== PROVIDED INFORMATION ==
+++

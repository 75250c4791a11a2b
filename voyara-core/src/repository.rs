use async_trait::async_trait;
use chrono::{DateTime, Utc};
use uuid::Uuid;

use crate::booking::{Booking, BookingFilter, BookingStatus, Passenger};
use crate::payment::{Payment, PaymentStatus};
use crate::StoreError;

/// Persistence abstraction over booking, passenger and payment records.
///
/// Bookings are never hard-deleted: cancellation is a terminal status, not a
/// row removal. Owner-scoped reads filter by `(id, owner)` so a booking owned
/// by someone else is indistinguishable from a missing one.
#[async_trait]
pub trait BookingStore: Send + Sync {
    /// Persist a booking and its passengers atomically.
    async fn create_booking(
        &self,
        booking: &Booking,
        passengers: &[Passenger],
    ) -> Result<(), StoreError>;

    async fn get_booking(&self, id: Uuid, owner: &str) -> Result<Option<Booking>, StoreError>;

    /// Lookup without the owner filter. Reserved for webhook reconciliation,
    /// which resolves bookings by the gateway's reference, not a user request.
    async fn get_booking_by_id(&self, id: Uuid) -> Result<Option<Booking>, StoreError>;

    async fn list_bookings(
        &self,
        owner: &str,
        filter: &BookingFilter,
    ) -> Result<Vec<Booking>, StoreError>;

    async fn list_passengers(&self, booking_id: Uuid) -> Result<Vec<Passenger>, StoreError>;

    /// Persist mutated booking fields (status, notes, payment preference).
    /// The write only lands if the stored status still equals `expected`;
    /// returns false when a concurrent writer got there first.
    async fn update_booking(
        &self,
        booking: &Booking,
        expected: BookingStatus,
    ) -> Result<bool, StoreError>;

    async fn insert_payment(&self, payment: &Payment) -> Result<(), StoreError>;

    async fn find_payment_by_status(
        &self,
        booking_id: Uuid,
        status: PaymentStatus,
    ) -> Result<Option<Payment>, StoreError>;

    async fn find_payment_by_intent(&self, intent_id: &str)
        -> Result<Option<Payment>, StoreError>;

    async fn update_payment_status(
        &self,
        intent_id: &str,
        status: PaymentStatus,
        paid_at: Option<DateTime<Utc>>,
    ) -> Result<(), StoreError>;
}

+++

== EXERCISE GOAL ==
Nothing but the lines from the one that contains "The write only" through the end of the data above should appear, each reproduced exactly.

== RESPONSE BOX ==
    /// The write only lands if the stored status still equals `expected`;
    /// returns false when a concurrent writer got there first.
    async fn update_booking(
        &self,
        booking: &Booking,
        expected: BookingStatus,
    ) -> Result<bool, StoreError>;

    async fn insert_payment(&self, payment: &Payment) -> Result<(), StoreError>;

    async fn find_payment_by_status(
        &self,
        booking_id: Uuid,
        status: PaymentStatus,
    ) -> Result<Option<Payment>, StoreError>;

    async fn find_payment_by_intent(&self, intent_id: &str)
        -> Result<Option<Payment>, StoreError>;

    async fn update_payment_status(
        &self,
        intent_id: &str,
        status: PaymentStatus,
        paid_at: Option<DateTime<Utc>>,
    ) -> Result<(), StoreError>;
}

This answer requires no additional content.